#### ABOUT THIS TASK:
Lift out each line of the data that holds "wiremock".

#### SUPPLIED INFORMATION:
****
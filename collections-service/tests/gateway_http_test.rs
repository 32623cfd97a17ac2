//! HTTP gateway adapter against a mock provider.

use chrono::NaiveDate;
use collections_service::config::GatewayConfig;
use collections_service::models::DirectDebitScheme;
use collections_service::services::{
    GatewayError, HttpGateway, NewGatewayMandate, NewGatewayPayment, PaymentGateway,
    RetryingGateway,
};
use rust_decimal::Decimal;
use secrecy::Secret;
use service_core::retry::RetryConfig;
use std::time::Duration;
use wiremock::matchers::{body_partial_json, header, method, path};
use wiremock::{Mock, MockServer, ResponseTemplate};

fn gateway(server: &MockServer) -> HttpGateway {
    HttpGateway::new(&GatewayConfig {
        base_url: server.uri(),
        access_token: Secret::new("test-token".to_string()),
        webhook_secret: Secret::new("whsec".to_string()),
        timeout: Duration::from_secs(2),
    })
    .unwrap()
}

fn payment_request() -> NewGatewayPayment {
    NewGatewayPayment {
        idempotency_key: "pay_0f3c2d_2026-11".to_string(),
        gateway_mandate_id: "MD0001".to_string(),
        amount: Decimal::new(95000, 2),
        currency: "EUR".to_string(),
        charge_date: NaiveDate::from_ymd_opt(2026, 11, 28).unwrap(),
        reference: "DD0F3C-2026-11".to_string(),
    }
}

fn fast_retry() -> RetryConfig {
    RetryConfig {
        max_retries: 2,
        initial_backoff: Duration::from_millis(1),
        max_backoff: Duration::from_millis(5),
        backoff_multiplier: 2.0,
        add_jitter: false,
        attempt_timeout: Duration::from_secs(2),
    }
}

#[tokio::test]
async fn create_payment_sends_minor_units_and_idempotency_key() {
    let server = MockServer::start().await;
    Mock::given(method("POST"))
        .and(path("/payments"))
        .and(header("Authorization", "Bearer test-token"))
        .and(header("Idempotency-Key", "pay_0f3c2d_2026-11"))
        .and(body_partial_json(serde_json::json!({
            "mandate": "MD0001",
            "amount": 95000,
            "currency": "EUR",
            "charge_date": "2026-11-28"
        })))
        .respond_with(ResponseTemplate::new(201).set_body_json(serde_json::json!({ "id": "PM0042" })))
        .expect(1)
        .mount(&server)
        .await;

    let id = gateway(&server)
        .create_payment(&payment_request())
        .await
        .unwrap();

    assert_eq!(id, "PM0042");
}

#[tokio::test]
async fn business_refusal_is_rejected_with_provider_code() {
    let server = MockServer::start().await;
    Mock::given(method("POST"))
        .and(path("/mandates"))
        .respond_with(ResponseTemplate::new(422).set_body_json(serde_json::json!({
            "error": { "code": "invalid_iban", "message": "bank account not found" }
        })))
        .expect(1)
        .mount(&server)
        .await;

    let result = gateway(&server)
        .create_mandate(&NewGatewayMandate {
            gateway_customer_id: "CU0001".to_string(),
            account_holder: "Anna Schmidt".to_string(),
            iban: "DE89370400440532013000".to_string(),
            scheme: DirectDebitScheme::SepaCore,
            reference: "DD0F3C".to_string(),
        })
        .await;

    match result {
        Err(GatewayError::Rejected { code, message }) => {
            assert_eq!(code, "invalid_iban");
            assert_eq!(message, "bank account not found");
        }
        other => panic!("expected rejection, got {:?}", other),
    }
}

#[tokio::test]
async fn server_errors_are_transient() {
    let server = MockServer::start().await;
    Mock::given(method("POST"))
        .and(path("/payments"))
        .respond_with(ResponseTemplate::new(503))
        .mount(&server)
        .await;

    let result = gateway(&server).create_payment(&payment_request()).await;

    assert!(matches!(result, Err(GatewayError::Transient(_))));
}

#[tokio::test]
async fn retrying_gateway_recovers_from_transient_failure() {
    let server = MockServer::start().await;
    Mock::given(method("POST"))
        .and(path("/payments"))
        .respond_with(ResponseTemplate::new(503))
        .up_to_n_times(1)
        .expect(1)
        .mount(&server)
        .await;
    Mock::given(method("POST"))
        .and(path("/payments"))
        .and(header("Idempotency-Key", "pay_0f3c2d_2026-11"))
        .respond_with(ResponseTemplate::new(201).set_body_json(serde_json::json!({ "id": "PM0043" })))
        .expect(1)
        .mount(&server)
        .await;

    let retrying = RetryingGateway::new(gateway(&server), fast_retry());
    let id = retrying.create_payment(&payment_request()).await.unwrap();

    assert_eq!(id, "PM0043");
}

#[tokio::test]
async fn retrying_gateway_does_not_retry_rejections() {
    let server = MockServer::start().await;
    Mock::given(method("POST"))
        .and(path("/payments"))
        .respond_with(ResponseTemplate::new(422).set_body_json(serde_json::json!({
            "error": { "code": "mandate_not_active", "message": "mandate is cancelled" }
        })))
        .expect(1)
        .mount(&server)
        .await;

    let retrying = RetryingGateway::new(gateway(&server), fast_retry());
    let result = retrying.create_payment(&payment_request()).await;

    assert!(matches!(result, Err(GatewayError::Rejected { .. })));
}

#[tokio::test]
async fn cancel_mandate_accepts_empty_response() {
    let server = MockServer::start().await;
    Mock::given(method("POST"))
        .and(path("/mandates/MD0001/actions/cancel"))
        .respond_with(ResponseTemplate::new(204))
        .expect(1)
        .mount(&server)
        .await;

    gateway(&server).cancel_mandate("MD0001").await.unwrap();
}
****
#### RESPONSE TO THE EXERCISE:
use wiremock::matchers::{body_partial_json, header, method, path};
use wiremock::{Mock, MockServer, ResponseTemplate};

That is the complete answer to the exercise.